Task description: Print all records exactly, leaving nothing out.

■ ■ ■ ■ ■

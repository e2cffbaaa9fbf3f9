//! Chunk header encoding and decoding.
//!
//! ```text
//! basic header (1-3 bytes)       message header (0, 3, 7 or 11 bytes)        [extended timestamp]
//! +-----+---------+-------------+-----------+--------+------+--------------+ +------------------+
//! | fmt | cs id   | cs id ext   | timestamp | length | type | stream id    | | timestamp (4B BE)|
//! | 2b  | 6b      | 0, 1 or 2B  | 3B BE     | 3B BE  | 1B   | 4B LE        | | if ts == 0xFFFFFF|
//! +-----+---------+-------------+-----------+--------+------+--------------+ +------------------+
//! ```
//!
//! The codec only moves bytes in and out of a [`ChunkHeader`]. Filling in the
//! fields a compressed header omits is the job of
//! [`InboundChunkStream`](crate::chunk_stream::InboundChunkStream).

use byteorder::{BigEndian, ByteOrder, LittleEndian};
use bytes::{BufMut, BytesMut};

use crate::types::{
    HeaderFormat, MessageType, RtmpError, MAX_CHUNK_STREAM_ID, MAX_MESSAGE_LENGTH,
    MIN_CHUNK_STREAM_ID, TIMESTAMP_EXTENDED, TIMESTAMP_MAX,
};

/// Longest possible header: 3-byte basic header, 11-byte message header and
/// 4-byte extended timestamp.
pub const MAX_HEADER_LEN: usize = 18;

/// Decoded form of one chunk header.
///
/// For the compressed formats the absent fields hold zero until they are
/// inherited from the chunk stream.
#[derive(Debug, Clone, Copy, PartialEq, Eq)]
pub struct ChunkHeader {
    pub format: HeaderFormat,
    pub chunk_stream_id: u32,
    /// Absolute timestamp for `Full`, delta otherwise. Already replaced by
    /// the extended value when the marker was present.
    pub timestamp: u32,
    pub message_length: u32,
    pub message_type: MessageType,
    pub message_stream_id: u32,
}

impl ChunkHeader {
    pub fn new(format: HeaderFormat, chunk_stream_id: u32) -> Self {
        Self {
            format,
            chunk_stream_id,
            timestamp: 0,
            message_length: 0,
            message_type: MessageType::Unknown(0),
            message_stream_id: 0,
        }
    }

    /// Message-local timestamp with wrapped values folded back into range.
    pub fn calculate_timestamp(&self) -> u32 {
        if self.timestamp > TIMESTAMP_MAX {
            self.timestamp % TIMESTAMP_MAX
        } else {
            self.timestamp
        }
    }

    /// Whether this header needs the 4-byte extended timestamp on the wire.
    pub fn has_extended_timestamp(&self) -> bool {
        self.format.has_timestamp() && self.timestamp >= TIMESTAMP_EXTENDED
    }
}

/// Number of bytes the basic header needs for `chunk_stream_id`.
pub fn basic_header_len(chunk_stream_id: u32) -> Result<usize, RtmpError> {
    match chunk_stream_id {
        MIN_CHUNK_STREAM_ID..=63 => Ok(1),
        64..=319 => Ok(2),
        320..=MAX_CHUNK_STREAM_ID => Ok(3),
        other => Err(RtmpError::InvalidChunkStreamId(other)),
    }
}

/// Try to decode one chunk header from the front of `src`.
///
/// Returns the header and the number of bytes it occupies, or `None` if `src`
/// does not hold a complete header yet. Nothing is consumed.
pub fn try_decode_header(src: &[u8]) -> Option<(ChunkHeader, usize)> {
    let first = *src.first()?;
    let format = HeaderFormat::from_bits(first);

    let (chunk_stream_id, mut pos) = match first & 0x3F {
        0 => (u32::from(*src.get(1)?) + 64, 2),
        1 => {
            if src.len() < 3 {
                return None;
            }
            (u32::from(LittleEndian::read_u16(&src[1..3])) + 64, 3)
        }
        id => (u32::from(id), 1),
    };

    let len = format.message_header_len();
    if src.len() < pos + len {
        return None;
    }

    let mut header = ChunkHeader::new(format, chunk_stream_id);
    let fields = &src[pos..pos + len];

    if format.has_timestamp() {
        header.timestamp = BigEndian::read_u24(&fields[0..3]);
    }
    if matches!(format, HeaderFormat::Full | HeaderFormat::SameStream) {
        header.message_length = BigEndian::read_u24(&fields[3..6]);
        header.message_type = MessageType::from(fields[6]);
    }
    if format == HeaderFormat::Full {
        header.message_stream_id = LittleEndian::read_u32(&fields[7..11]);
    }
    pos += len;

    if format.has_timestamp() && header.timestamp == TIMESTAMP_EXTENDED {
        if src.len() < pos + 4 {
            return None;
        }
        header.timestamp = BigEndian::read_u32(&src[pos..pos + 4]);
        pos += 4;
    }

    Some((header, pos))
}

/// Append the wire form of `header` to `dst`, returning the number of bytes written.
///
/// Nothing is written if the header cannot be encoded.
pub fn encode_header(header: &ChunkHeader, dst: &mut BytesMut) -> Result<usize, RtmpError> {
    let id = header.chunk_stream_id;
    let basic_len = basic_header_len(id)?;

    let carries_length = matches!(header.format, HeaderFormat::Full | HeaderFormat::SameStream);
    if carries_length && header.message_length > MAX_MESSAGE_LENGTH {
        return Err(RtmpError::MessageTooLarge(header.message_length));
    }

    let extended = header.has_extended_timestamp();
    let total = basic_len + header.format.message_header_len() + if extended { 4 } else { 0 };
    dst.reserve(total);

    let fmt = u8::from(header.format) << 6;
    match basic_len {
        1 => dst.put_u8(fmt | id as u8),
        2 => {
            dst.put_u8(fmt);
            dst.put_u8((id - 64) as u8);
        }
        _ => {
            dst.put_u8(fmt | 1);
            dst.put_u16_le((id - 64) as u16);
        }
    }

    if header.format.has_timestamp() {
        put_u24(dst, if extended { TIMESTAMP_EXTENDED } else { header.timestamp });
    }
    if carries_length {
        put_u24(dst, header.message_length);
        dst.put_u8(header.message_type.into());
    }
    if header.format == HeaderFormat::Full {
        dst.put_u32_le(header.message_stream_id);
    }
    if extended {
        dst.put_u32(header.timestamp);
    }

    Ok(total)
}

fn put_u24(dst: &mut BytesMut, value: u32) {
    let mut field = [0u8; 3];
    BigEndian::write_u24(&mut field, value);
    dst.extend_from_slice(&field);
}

■ ■ ■ ■ ■

Final answer:
repository e2cffbaaa9fbf3f9
//! Chunk header encoding and decoding.
//!
//! ```text
//! basic header (1-3 bytes)       message header (0, 3, 7 or 11 bytes)        [extended timestamp]
//! +-----+---------+-------------+-----------+--------+------+--------------+ +------------------+
//! | fmt | cs id   | cs id ext   | timestamp | length | type | stream id    | | timestamp (4B BE)|
//! | 2b  | 6b      | 0, 1 or 2B  | 3B BE     | 3B BE  | 1B   | 4B LE        | | if ts == 0xFFFFFF|
//! +-----+---------+-------------+-----------+--------+------+--------------+ +------------------+
//! ```
//!
//! The codec only moves bytes in and out of a [`ChunkHeader`]. Filling in the
//! fields a compressed header omits is the job of
//! [`InboundChunkStream`](crate::chunk_stream::InboundChunkStream).

use byteorder::{BigEndian, ByteOrder, LittleEndian};
use bytes::{BufMut, BytesMut};

use crate::types::{
    HeaderFormat, MessageType, RtmpError, MAX_CHUNK_STREAM_ID, MAX_MESSAGE_LENGTH,
    MIN_CHUNK_STREAM_ID, TIMESTAMP_EXTENDED, TIMESTAMP_MAX,
};

/// Longest possible header: 3-byte basic header, 11-byte message header and
/// 4-byte extended timestamp.
pub const MAX_HEADER_LEN: usize = 18;

/// Decoded form of one chunk header.
///
/// For the compressed formats the absent fields hold zero until they are
/// inherited from the chunk stream.
#[derive(Debug, Clone, Copy, PartialEq, Eq)]
pub struct ChunkHeader {
    pub format: HeaderFormat,
    pub chunk_stream_id: u32,
    /// Absolute timestamp for `Full`, delta otherwise. Already replaced by
    /// the extended value when the marker was present.
    pub timestamp: u32,
    pub message_length: u32,
    pub message_type: MessageType,
    pub message_stream_id: u32,
}

impl ChunkHeader {
    pub fn new(format: HeaderFormat, chunk_stream_id: u32) -> Self {
        Self {
            format,
            chunk_stream_id,
            timestamp: 0,
            message_length: 0,
            message_type: MessageType::Unknown(0),
            message_stream_id: 0,
        }
    }

    /// Message-local timestamp with wrapped values folded back into range.
    pub fn calculate_timestamp(&self) -> u32 {
        if self.timestamp > TIMESTAMP_MAX {
            self.timestamp % TIMESTAMP_MAX
        } else {
            self.timestamp
        }
    }

    /// Whether this header needs the 4-byte extended timestamp on the wire.
    pub fn has_extended_timestamp(&self) -> bool {
        self.format.has_timestamp() && self.timestamp >= TIMESTAMP_EXTENDED
    }
}

/// Number of bytes the basic header needs for `chunk_stream_id`.
pub fn basic_header_len(chunk_stream_id: u32) -> Result<usize, RtmpError> {
    match chunk_stream_id {
        MIN_CHUNK_STREAM_ID..=63 => Ok(1),
        64..=319 => Ok(2),
        320..=MAX_CHUNK_STREAM_ID => Ok(3),
        other => Err(RtmpError::InvalidChunkStreamId(other)),
    }
}

/// Try to decode one chunk header from the front of `src`.
///
/// Returns the header and the number of bytes it occupies, or `None` if `src`
/// does not hold a complete header yet. Nothing is consumed.
pub fn try_decode_header(src: &[u8]) -> Option<(ChunkHeader, usize)> {
    let first = *src.first()?;
    let format = HeaderFormat::from_bits(first);

    let (chunk_stream_id, mut pos) = match first & 0x3F {
        0 => (u32::from(*src.get(1)?) + 64, 2),
        1 => {
            if src.len() < 3 {
                return None;
            }
            (u32::from(LittleEndian::read_u16(&src[1..3])) + 64, 3)
        }
        id => (u32::from(id), 1),
    };

    let len = format.message_header_len();
    if src.len() < pos + len {
        return None;
    }

    let mut header = ChunkHeader::new(format, chunk_stream_id);
    let fields = &src[pos..pos + len];

    if format.has_timestamp() {
        header.timestamp = BigEndian::read_u24(&fields[0..3]);
    }
    if matches!(format, HeaderFormat::Full | HeaderFormat::SameStream) {
        header.message_length = BigEndian::read_u24(&fields[3..6]);
        header.message_type = MessageType::from(fields[6]);
    }
    if format == HeaderFormat::Full {
        header.message_stream_id = LittleEndian::read_u32(&fields[7..11]);
    }
    pos += len;

    if format.has_timestamp() && header.timestamp == TIMESTAMP_EXTENDED {
        if src.len() < pos + 4 {
            return None;
        }
        header.timestamp = BigEndian::read_u32(&src[pos..pos + 4]);
        pos += 4;
    }

    Some((header, pos))
}

/// Append the wire form of `header` to `dst`, returning the number of bytes written.
///
/// Nothing is written if the header cannot be encoded.
pub fn encode_header(header: &ChunkHeader, dst: &mut BytesMut) -> Result<usize, RtmpError> {
    let id = header.chunk_stream_id;
    let basic_len = basic_header_len(id)?;

    let carries_length = matches!(header.format, HeaderFormat::Full | HeaderFormat::SameStream);
    if carries_length && header.message_length > MAX_MESSAGE_LENGTH {
        return Err(RtmpError::MessageTooLarge(header.message_length));
    }

    let extended = header.has_extended_timestamp();
    let total = basic_len + header.format.message_header_len() + if extended { 4 } else { 0 };
    dst.reserve(total);

    let fmt = u8::from(header.format) << 6;
    match basic_len {
        1 => dst.put_u8(fmt | id as u8),
        2 => {
            dst.put_u8(fmt);
            dst.put_u8((id - 64) as u8);
        }
        _ => {
            dst.put_u8(fmt | 1);
            dst.put_u16_le((id - 64) as u16);
        }
    }

    if header.format.has_timestamp() {
        put_u24(dst, if extended { TIMESTAMP_EXTENDED } else { header.timestamp });
    }
    if carries_length {
        put_u24(dst, header.message_length);
        dst.put_u8(header.message_type.into());
    }
    if header.format == HeaderFormat::Full {
        dst.put_u32_le(header.message_stream_id);
    }
    if extended {
        dst.put_u32(header.timestamp);
    }

    Ok(total)
}

fn put_u24(dst: &mut BytesMut, value: u32) {
    let mut field = [0u8; 3];
    BigEndian::write_u24(&mut field, value);
    dst.extend_from_slice(&field);
}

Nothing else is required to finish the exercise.